L'édito de Adrien Kuenzy - Des frontières poreuses

Le 22 septembre 2021

Au cinéma, les grands acteurs incarnent bien plus que leurs rôles. Le défunt Jean-Paul Belmondo en est un exemple et les hommages qui ont suivi sa mort témoignent du regard qui transperce l’écran, au-delà des personnages et prouesses techniques. L’homme et l’artiste n’ont fait qu’insuffler plus de profondeur aux œuvres qui l’ont porté au fil du temps.

Le septième art a ce pouvoir d’intégrer les vies de celles et ceux qui apparaissent au premier plan. Derrière Mabel qui souffre dans Une femme sous influence ou les remises en question de Myrtle dans Opening Night de John Cassavetes, il y aura toujours l’immense Gena Rowlands, celle qu’on a appris à connaître dans la presse ou ailleurs, même au paroxysme de sa métamorphose. Aujourd’hui, Dune de Denis Villeneuve, auquel ce numéro consacre, en plus d’une critique, un riche sujet autour des différentes adaptations du roman de Frank Herbert, est marqué d’une pierre blanche par l’acteur Timothée Chalamet qui, à l’orée d’une carrière prometteuse, irradie déjà les salles. Avec à ce stade plus de mystères qu’un parcours éclairé. Laissons le temps à l’histoire.
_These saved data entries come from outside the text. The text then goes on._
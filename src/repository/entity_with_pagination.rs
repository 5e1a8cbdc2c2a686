//! EntityWithPagination repository

use crate::domain::{EntityWithPagination, PageRequest};
use crate::error::{AppError, Result};
use async_trait::async_trait;
use sqlx::{MySql, MySqlPool, Transaction};

#[cfg_attr(test, mockall::automock)]
#[async_trait]
pub trait EntityWithPaginationRepository: Send + Sync {
    /// Insert when `id` is unset, otherwise replace the row (created if absent).
    async fn save(&self, entity: &EntityWithPagination) -> Result<EntityWithPagination>;
    /// Like `save`, but the write is committed and re-read before returning.
    async fn save_and_flush(&self, entity: &EntityWithPagination) -> Result<EntityWithPagination>;
    async fn find_all(&self) -> Result<Vec<EntityWithPagination>>;
    async fn find_page(&self, page: &PageRequest) -> Result<Vec<EntityWithPagination>>;
    async fn count(&self) -> Result<i64>;
    async fn find_by_id(&self, id: i64) -> Result<Option<EntityWithPagination>>;
    async fn exists_by_id(&self, id: i64) -> Result<bool>;
    /// Removing an absent row is not an error.
    async fn delete_by_id(&self, id: i64) -> Result<()>;
}

pub struct EntityWithPaginationRepositoryImpl {
    pool: MySqlPool,
}

impl EntityWithPaginationRepositoryImpl {
    pub fn new(pool: MySqlPool) -> Self {
        Self { pool }
    }

    async fn write(
        tx: &mut Transaction<'_, MySql>,
        entity: &EntityWithPagination,
    ) -> Result<i64> {
        match entity.id {
            None => {
                let result = sqlx::query(
                    r#"
                    INSERT INTO entity_with_pagination (value)
                    VALUES (?)
                    "#,
                )
                .bind(&entity.value)
                .execute(&mut **tx)
                .await?;

                i64::try_from(result.last_insert_id()).map_err(|e| AppError::Internal(e.into()))
            }
            Some(id) => {
                sqlx::query(
                    r#"
                    INSERT INTO entity_with_pagination (id, value)
                    VALUES (?, ?)
                    ON DUPLICATE KEY UPDATE value = VALUES(value)
                    "#,
                )
                .bind(id)
                .bind(&entity.value)
                .execute(&mut **tx)
                .await?;

                Ok(id)
            }
        }
    }
}

#[async_trait]
impl EntityWithPaginationRepository for EntityWithPaginationRepositoryImpl {
    async fn save(&self, entity: &EntityWithPagination) -> Result<EntityWithPagination> {
        // Dropping the transaction on an early return rolls it back.
        let mut tx = self.pool.begin().await?;
        let id = Self::write(&mut tx, entity).await?;

        let saved = sqlx::query_as::<_, EntityWithPagination>(
            r#"
            SELECT id, value
            FROM entity_with_pagination
            WHERE id = ?
            "#,
        )
        .bind(id)
        .fetch_optional(&mut *tx)
        .await?
        .ok_or_else(|| {
            AppError::Internal(anyhow::anyhow!("Failed to save EntityWithPagination {}", id))
        })?;

        tx.commit().await?;
        Ok(saved)
    }

    async fn save_and_flush(&self, entity: &EntityWithPagination) -> Result<EntityWithPagination> {
        let mut tx = self.pool.begin().await?;
        let id = Self::write(&mut tx, entity).await?;
        tx.commit().await?;

        self.find_by_id(id).await?.ok_or_else(|| {
            AppError::Internal(anyhow::anyhow!("Failed to flush EntityWithPagination {}", id))
        })
    }

    async fn find_all(&self) -> Result<Vec<EntityWithPagination>> {
        let entities = sqlx::query_as::<_, EntityWithPagination>(
            r#"
            SELECT id, value
            FROM entity_with_pagination
            ORDER BY id ASC
            "#,
        )
        .fetch_all(&self.pool)
        .await?;

        Ok(entities)
    }

    async fn find_page(&self, page: &PageRequest) -> Result<Vec<EntityWithPagination>> {
        // order_by_clause only emits whitelisted column names.
        let sql = format!(
            "SELECT id, value FROM entity_with_pagination {} LIMIT ? OFFSET ?",
            page.order_by_clause()
        );

        let entities = sqlx::query_as::<_, EntityWithPagination>(&sql)
            .bind(page.size)
            .bind(page.offset())
            .fetch_all(&self.pool)
            .await?;

        Ok(entities)
    }

    async fn count(&self) -> Result<i64> {
        let row: (i64,) = sqlx::query_as("SELECT COUNT(*) FROM entity_with_pagination")
            .fetch_one(&self.pool)
            .await?;
        Ok(row.0)
    }

    async fn find_by_id(&self, id: i64) -> Result<Option<EntityWithPagination>> {
        let entity = sqlx::query_as::<_, EntityWithPagination>(
            r#"
            SELECT id, value
            FROM entity_with_pagination
            WHERE id = ?
            "#,
        )
        .bind(id)
        .fetch_optional(&self.pool)
        .await?;

        Ok(entity)
    }

    async fn exists_by_id(&self, id: i64) -> Result<bool> {
        let row: (i64,) =
            sqlx::query_as("SELECT COUNT(*) FROM entity_with_pagination WHERE id = ?")
                .bind(id)
                .fetch_one(&self.pool)
                .await?;
        Ok(row.0 > 0)
    }

    async fn delete_by_id(&self, id: i64) -> Result<()> {
        let mut tx = self.pool.begin().await?;
        let result = sqlx::query("DELETE FROM entity_with_pagination WHERE id = ?")
            .bind(id)
            .execute(&mut *tx)
            .await?;
        tx.commit().await?;

        if result.rows_affected() == 0 {
            tracing::debug!("EntityWithPagination {} already absent", id);
        }

        Ok(())
    }
}
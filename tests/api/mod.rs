//! API integration tests infrastructure
//!
//! This module provides test utilities for API handler testing without
//! external dependencies (no database, no Redis).

pub mod http;

use async_trait::async_trait;
use entity_app::cache::CacheOperations;
use entity_app::domain::{EntityWithPagination, PageRequest};
use entity_app::error::Result;
use entity_app::repository::EntityWithPaginationRepository;
use std::collections::HashMap;
use tokio::sync::RwLock;

// ============================================================================
// Test Repository
// ============================================================================

/// In-memory table with MySQL-like auto-increment ids.
pub struct TestEntityWithPaginationRepository {
    rows: RwLock<Vec<EntityWithPagination>>,
    next_id: RwLock<i64>,
}

impl TestEntityWithPaginationRepository {
    pub fn new() -> Self {
        Self {
            rows: RwLock::new(vec![]),
            next_id: RwLock::new(1),
        }
    }

    pub async fn add_entity(&self, value: &str) -> EntityWithPagination {
        self.save(&EntityWithPagination::new(value))
            .await
            .expect("in-memory save cannot fail")
    }

    pub async fn len(&self) -> usize {
        self.rows.read().await.len()
    }
}

impl Default for TestEntityWithPaginationRepository {
    fn default() -> Self {
        Self::new()
    }
}

#[async_trait]
impl EntityWithPaginationRepository for TestEntityWithPaginationRepository {
    async fn save(&self, entity: &EntityWithPagination) -> Result<EntityWithPagination> {
        let mut rows = self.rows.write().await;
        let mut next_id = self.next_id.write().await;

        let saved = match entity.id {
            None => {
                let id = *next_id;
                *next_id += 1;
                entity.clone().with_id(id)
            }
            Some(id) => {
                if id >= *next_id {
                    *next_id = id + 1;
                }
                entity.clone()
            }
        };

        match rows.iter_mut().find(|r| r.id == saved.id) {
            Some(row) => row.value = saved.value.clone(),
            None => rows.push(saved.clone()),
        }
        Ok(saved)
    }

    async fn save_and_flush(&self, entity: &EntityWithPagination) -> Result<EntityWithPagination> {
        self.save(entity).await
    }

    async fn find_all(&self) -> Result<Vec<EntityWithPagination>> {
        Ok(self.rows.read().await.clone())
    }

    async fn find_page(&self, page: &PageRequest) -> Result<Vec<EntityWithPagination>> {
        let mut rows = self.rows.read().await.clone();
        rows.sort_by(|a, b| page.compare(a, b));
        Ok(rows
            .into_iter()
            .skip(page.offset() as usize)
            .take(page.size as usize)
            .collect())
    }

    async fn count(&self) -> Result<i64> {
        Ok(self.rows.read().await.len() as i64)
    }

    async fn find_by_id(&self, id: i64) -> Result<Option<EntityWithPagination>> {
        let rows = self.rows.read().await;
        Ok(rows.iter().find(|r| r.id == Some(id)).cloned())
    }

    async fn exists_by_id(&self, id: i64) -> Result<bool> {
        Ok(self.find_by_id(id).await?.is_some())
    }

    async fn delete_by_id(&self, id: i64) -> Result<()> {
        self.rows.write().await.retain(|r| r.id != Some(id));
        Ok(())
    }
}

// ============================================================================
// Test Cache
// ============================================================================

/// Cache backed by a HashMap that records every eviction.
pub struct TestCache {
    entries: RwLock<HashMap<i64, EntityWithPagination>>,
    evictions: RwLock<Vec<i64>>,
}

impl TestCache {
    pub fn new() -> Self {
        Self {
            entries: RwLock::new(HashMap::new()),
            evictions: RwLock::new(vec![]),
        }
    }

    pub async fn cached(&self, id: i64) -> Option<EntityWithPagination> {
        self.entries.read().await.get(&id).cloned()
    }

    pub async fn evictions(&self) -> Vec<i64> {
        self.evictions.read().await.clone()
    }
}

impl Default for TestCache {
    fn default() -> Self {
        Self::new()
    }
}

#[async_trait]
impl CacheOperations for TestCache {
    async fn get_entity(&self, id: i64) -> Result<Option<EntityWithPagination>> {
        Ok(self.cached(id).await)
    }

    async fn set_entity(&self, entity: &EntityWithPagination) -> Result<()> {
        if let Some(id) = entity.id {
            self.entries.write().await.insert(id, entity.clone());
        }
        Ok(())
    }

    async fn evict_entity(&self, id: i64) -> Result<()> {
        self.entries.write().await.remove(&id);
        self.evictions.write().await.push(id);
        Ok(())
    }

    async fn ping(&self) -> Result<()> {
        Ok(())
    }
}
Au-delà des débats houleux qui agitent la toile au sujet du film, ce dernier vise certainement à faire du comédien la nouvelle coqueluche de Hollywood. Tant le cinéaste semble vouloir le percer à jour en le scrutant partout dans les dunes. Un peu à l’image de Pasolini qui, dans son Théorème, a su mettre en lumière l’étrange beauté de Terence Stamp interprétant un ange aux pouvoirs magiques.

Au contraire, un cinéma documentaire digne de ce nom élève au rang de personnage de parfaits inconnus choisis pour une grandeur qu’il fallait révéler, en les associant à un récit formellement puissant. C’est la conjonction des deux qui permet ici d’éblouir. Le cinéaste italien Gianfranco Rosi, dont on lira dans ces pages la critique au sujet de son Notturno, a su miser sur des petites gens à la profondeur incommensurable et des histoires qui offrent d’autres dimensions que le pur témoignage. Les Guérisseurs, dont un entretien de la réalisatrice Marie-Eve Hildbrand ouvre ce numéro, parvient quant à lui à construire une esthétique du geste au travers de la répétition d’actions, amenant aussi ses protagonistes dans un univers poétique.